Saved data entries:
== == ==
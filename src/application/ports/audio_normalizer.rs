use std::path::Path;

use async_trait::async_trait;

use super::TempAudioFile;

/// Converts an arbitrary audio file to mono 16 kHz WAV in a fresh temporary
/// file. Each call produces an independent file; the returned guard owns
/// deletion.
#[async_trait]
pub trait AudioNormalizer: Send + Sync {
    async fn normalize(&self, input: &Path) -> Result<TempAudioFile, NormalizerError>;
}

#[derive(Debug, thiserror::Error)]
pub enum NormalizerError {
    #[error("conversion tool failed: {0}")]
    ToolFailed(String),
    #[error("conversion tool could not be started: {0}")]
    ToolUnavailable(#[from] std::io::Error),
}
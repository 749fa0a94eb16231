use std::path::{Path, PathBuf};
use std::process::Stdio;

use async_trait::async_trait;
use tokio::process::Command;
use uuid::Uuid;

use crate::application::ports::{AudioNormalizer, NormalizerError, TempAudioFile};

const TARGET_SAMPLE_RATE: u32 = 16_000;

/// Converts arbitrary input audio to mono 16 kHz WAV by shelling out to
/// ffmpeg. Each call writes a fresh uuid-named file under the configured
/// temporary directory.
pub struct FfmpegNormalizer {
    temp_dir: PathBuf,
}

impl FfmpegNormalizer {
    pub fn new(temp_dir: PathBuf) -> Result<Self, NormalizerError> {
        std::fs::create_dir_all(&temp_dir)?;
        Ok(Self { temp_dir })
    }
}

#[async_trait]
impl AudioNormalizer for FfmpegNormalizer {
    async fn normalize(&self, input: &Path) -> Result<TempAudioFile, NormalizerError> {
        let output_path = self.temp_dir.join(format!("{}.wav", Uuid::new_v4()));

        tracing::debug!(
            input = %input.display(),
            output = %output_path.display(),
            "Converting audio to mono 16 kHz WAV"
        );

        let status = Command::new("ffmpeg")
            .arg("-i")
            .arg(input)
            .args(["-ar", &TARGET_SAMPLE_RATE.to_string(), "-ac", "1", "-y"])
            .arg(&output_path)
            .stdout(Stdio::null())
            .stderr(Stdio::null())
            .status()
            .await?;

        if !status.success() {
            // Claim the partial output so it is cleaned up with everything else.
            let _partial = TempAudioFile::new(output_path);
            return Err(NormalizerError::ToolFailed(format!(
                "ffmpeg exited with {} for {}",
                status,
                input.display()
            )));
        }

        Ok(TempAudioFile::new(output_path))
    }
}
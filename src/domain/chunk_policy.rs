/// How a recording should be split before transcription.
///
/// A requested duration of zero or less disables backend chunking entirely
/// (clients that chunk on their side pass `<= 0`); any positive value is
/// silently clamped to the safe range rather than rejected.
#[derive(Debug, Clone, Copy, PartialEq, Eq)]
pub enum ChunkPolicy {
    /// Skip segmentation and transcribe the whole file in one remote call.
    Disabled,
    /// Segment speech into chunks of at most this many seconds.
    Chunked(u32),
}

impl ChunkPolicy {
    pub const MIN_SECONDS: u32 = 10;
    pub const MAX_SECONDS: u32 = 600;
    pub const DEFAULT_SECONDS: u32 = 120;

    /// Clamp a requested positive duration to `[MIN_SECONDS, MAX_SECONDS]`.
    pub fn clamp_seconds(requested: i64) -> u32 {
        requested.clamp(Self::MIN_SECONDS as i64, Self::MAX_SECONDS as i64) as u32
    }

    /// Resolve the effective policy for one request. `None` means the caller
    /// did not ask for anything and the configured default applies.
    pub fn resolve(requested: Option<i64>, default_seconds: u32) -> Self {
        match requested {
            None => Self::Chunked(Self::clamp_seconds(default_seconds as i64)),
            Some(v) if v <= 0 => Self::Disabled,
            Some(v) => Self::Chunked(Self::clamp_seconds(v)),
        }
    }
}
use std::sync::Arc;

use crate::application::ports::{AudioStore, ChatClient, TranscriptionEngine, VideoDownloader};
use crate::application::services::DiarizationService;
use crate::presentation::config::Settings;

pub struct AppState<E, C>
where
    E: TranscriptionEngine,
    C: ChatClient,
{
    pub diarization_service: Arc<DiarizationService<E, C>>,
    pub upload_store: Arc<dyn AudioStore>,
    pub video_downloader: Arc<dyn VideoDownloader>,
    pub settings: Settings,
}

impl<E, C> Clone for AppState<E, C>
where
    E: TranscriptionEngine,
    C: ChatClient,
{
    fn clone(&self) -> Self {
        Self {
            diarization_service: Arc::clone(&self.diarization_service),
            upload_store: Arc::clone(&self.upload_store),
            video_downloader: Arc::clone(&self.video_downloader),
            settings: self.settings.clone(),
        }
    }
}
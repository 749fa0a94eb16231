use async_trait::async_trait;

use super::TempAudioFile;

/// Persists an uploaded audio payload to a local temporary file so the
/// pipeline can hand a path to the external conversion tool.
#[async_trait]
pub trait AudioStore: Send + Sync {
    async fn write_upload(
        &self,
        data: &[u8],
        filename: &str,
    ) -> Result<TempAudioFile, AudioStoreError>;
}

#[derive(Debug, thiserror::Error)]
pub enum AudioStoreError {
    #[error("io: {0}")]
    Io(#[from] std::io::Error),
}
== == ==
EXERCISE BRIEF:
Filter the entries down to the lines containing "with". Copy each of those lines.

ANSWER BELOW:
            // Claim the partial output so it is cleaned up with everything else.
                "ffmpeg exited with {} for {}",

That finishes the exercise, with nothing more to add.